Besonders heikel ist die Situation für Selbstständige, die Räume in der eigenen Wohnung für betriebliche Zwecke nutzen. Zwar gelten hier teils andere Regelungen als für Arbeitnehmer – doch auch für sie ist der private Mitveranlassungsanteil bei der Schaffung neuer Räumlichkeiten regelmäßig nicht abziehbar.
Was der BFH nicht entschieden hat – aber mitschwingt
Zwischen den Zeilen macht der BFH klar: Wer von zu Hause arbeiten will, trägt das finanzielle Risiko weitgehend selbst. Die Steuer darf nicht zum Instrument gemacht werden, um persönliche Wohnwünsche oder pandemiebedingte Improvisationen im Nachhinein steuerlich zu refinanzieren.

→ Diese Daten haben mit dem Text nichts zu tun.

//! Process-backed collaborators: docker, trivy and kubectl driven through
//! `tokio::process`.
//!
//! Every invocation is bounded by a timeout. A missing binary is a
//! configuration problem; a timeout is treated as transient.

use std::process::Stdio;
use std::time::{Duration, Instant};

use tokio::io::AsyncWriteExt;
use tokio::process::Command;
use tracing::debug;

use crate::domain::error::{DrydockError, Result};

pub mod docker;
pub mod kubectl;
pub mod trivy;

pub use docker::{DockerBuilder, DockerRegistry};
pub use kubectl::KubectlCluster;
pub use trivy::TrivyScanner;

/// Default bound for a single external command.
pub const DEFAULT_COMMAND_TIMEOUT: Duration = Duration::from_secs(600);

/// One external command invocation.
#[derive(Debug, Clone)]
pub struct CommandSpec {
    pub program: String,
    pub args: Vec<String>,
    /// Written to the child's stdin, then closed. Never logged.
    pub stdin: Option<Vec<u8>>,
    pub timeout: Duration,
}

impl CommandSpec {
    pub fn new(program: impl Into<String>) -> Self {
        Self {
            program: program.into(),
            args: Vec::new(),
            stdin: None,
            timeout: DEFAULT_COMMAND_TIMEOUT,
        }
    }

    pub fn arg(mut self, arg: impl Into<String>) -> Self {
        self.args.push(arg.into());
        self
    }

    pub fn args<I, S>(mut self, args: I) -> Self
    where
        I: IntoIterator<Item = S>,
        S: Into<String>,
    {
        self.args.extend(args.into_iter().map(Into::into));
        self
    }

    pub fn stdin(mut self, input: impl Into<Vec<u8>>) -> Self {
        self.stdin = Some(input.into());
        self
    }

    pub fn timeout(mut self, timeout: Duration) -> Self {
        self.timeout = timeout;
        self
    }

    fn display(&self) -> String {
        format!("{} {}", self.program, self.args.join(" "))
    }
}

/// Captured result of a finished command.
#[derive(Debug, Clone)]
pub struct CommandOutput {
    pub exit_code: i32,
    pub stdout: String,
    pub stderr: String,
    pub duration_ms: u64,
}

impl CommandOutput {
    pub fn success(&self) -> bool {
        self.exit_code == 0
    }

    /// Last non-empty stderr line, for error messages.
    pub fn stderr_summary(&self) -> &str {
        self.stderr
            .lines()
            .rev()
            .find(|l| !l.trim().is_empty())
            .unwrap_or("")
            .trim()
    }
}

/// Run a command to completion. A non-zero exit is returned as output;
/// only spawn failures and timeouts are errors.
pub async fn run_command(spec: &CommandSpec) -> Result<CommandOutput> {
    let start = Instant::now();
    debug!(event = "process.spawn", command = %spec.display());

    let mut child = Command::new(&spec.program)
        .args(&spec.args)
        .stdin(if spec.stdin.is_some() {
            Stdio::piped()
        } else {
            Stdio::null()
        })
        .stdout(Stdio::piped())
        .stderr(Stdio::piped())
        .kill_on_drop(true)
        .spawn()
        .map_err(|e| match e.kind() {
            std::io::ErrorKind::NotFound => DrydockError::config(format!(
                "'{}' not found on PATH",
                spec.program
            )),
            _ => DrydockError::config(format!("failed to start '{}': {e}", spec.program)),
        })?;

    if let (Some(input), Some(mut stdin)) = (&spec.stdin, child.stdin.take()) {
        stdin.write_all(input).await?;
        drop(stdin);
    }

    let output = tokio::time::timeout(spec.timeout, child.wait_with_output())
        .await
        .map_err(|_| {
            DrydockError::transient(format!(
                "'{}' timed out after {}s",
                spec.display(),
                spec.timeout.as_secs()
            ))
        })??;

    let out = CommandOutput {
        exit_code: output.status.code().unwrap_or(-1),
        stdout: String::from_utf8_lossy(&output.stdout).to_string(),
        stderr: String::from_utf8_lossy(&output.stderr).to_string(),
        duration_ms: start.elapsed().as_millis() as u64,
    };
    debug!(
        event = "process.exit",
        program = %spec.program,
        exit_code = out.exit_code,
        duration_ms = out.duration_ms,
    );
    Ok(out)
}

const AUTH_MARKERS: &[&str] = &[
    "unauthorized",
    "authentication required",
    "denied: requested access",
    "forbidden",
    "incorrect username or password",
];

const NETWORK_MARKERS: &[&str] = &[
    "connection refused",
    "no such host",
    "i/o timeout",
    "tls handshake timeout",
    "unable to connect",
    "connection reset",
    "service unavailable",
    "serviceunavailable",
    "temporary failure in name resolution",
    "too many requests",
    "bad gateway",
];

pub(crate) fn is_auth_failure(stderr: &str) -> bool {
    let lower = stderr.to_ascii_lowercase();
    AUTH_MARKERS.iter().any(|m| lower.contains(m))
}

pub(crate) fn is_network_failure(stderr: &str) -> bool {
    let lower = stderr.to_ascii_lowercase();
    NETWORK_MARKERS.iter().any(|m| lower.contains(m))
}

#[cfg(test)]
mod tests {
    use super::*;

    #[tokio::test]
    async fn test_run_simple_command() {
        let out = run_command(&CommandSpec::new("echo").arg("hello"))
            .await
            .unwrap();
        assert!(out.success());
        assert_eq!(out.stdout.trim(), "hello");
    }

    #[tokio::test]
    async fn test_stdin_is_forwarded() {
        let out = run_command(&CommandSpec::new("cat").stdin("secret-token"))
            .await
            .unwrap();
        assert_eq!(out.stdout, "secret-token");
    }

    #[tokio::test]
    async fn test_missing_binary_is_configuration_error() {
        let err = run_command(&CommandSpec::new("drydock-no-such-binary"))
            .await
            .unwrap_err();
        assert_eq!(err.class(), crate::ErrorClass::Configuration);
    }

    #[tokio::test]
    async fn test_timeout_is_transient() {
        let err = run_command(
            &CommandSpec::new("sleep")
                .arg("5")
                .timeout(Duration::from_millis(50)),
        )
        .await
        .unwrap_err();
        assert!(err.is_transient());
    }

    #[test]
    fn test_failure_markers() {
        assert!(is_auth_failure("Error response from daemon: Get https://r/v2/: unauthorized"));
        assert!(is_network_failure("dial tcp 10.0.0.1:443: connect: connection refused"));
        assert!(!is_network_failure("manifest invalid"));
    }

    #[test]
    fn test_stderr_summary() {
        let out = CommandOutput {
            exit_code: 1,
            stdout: String::new(),
            stderr: "step 1\nERROR: failed to solve\n\n".to_string(),
            duration_ms: 0,
        };
        assert_eq!(out.stderr_summary(), "ERROR: failed to solve");
    }
}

Das Urteil zeigt einmal mehr, wie schwierig die Trennung von beruflicher und privater Sphäre in Zeiten des Homeoffice ist. Die Maßgaben des BFH setzen der steuerlichen Kreativität enge Grenzen – auch dann, wenn das Homeoffice dauerhaft ist.
Tipps der Redaktion
- Überprüfe genau, ob deine Umzugskosten tatsächlich beruflich veranlasst sind – etwa durch eine Versetzung, eine neue Arbeitsstelle oder explizite Anforderungen deines Arbeitgebers.
- Die bloße Verbesserung der Wohnsituation – auch zur Schaffung eines Arbeitszimmers – reicht nicht aus.
- Ein häusliches Arbeitszimmer kann nur dann steuerlich geltend gemacht werden, wenn es tatsächlich den Mittelpunkt der gesamten beruflichen oder betrieblichen Tätigkeit darstellt – und muss zudem abgeschlossen, ausschließlich beruflich genutzt und eingerichtet sein.
- Wer seinen Wohnsitz privat vergrößert oder modernisiert, sollte keine steuerliche Entlastung erwarten – auch nicht anteilig.
- Ziehe bei Unsicherheiten frühzeitig steuerliche Beratung hinzu, um spätere böse Überraschungen bei einer Betriebsprüfung zu vermeiden.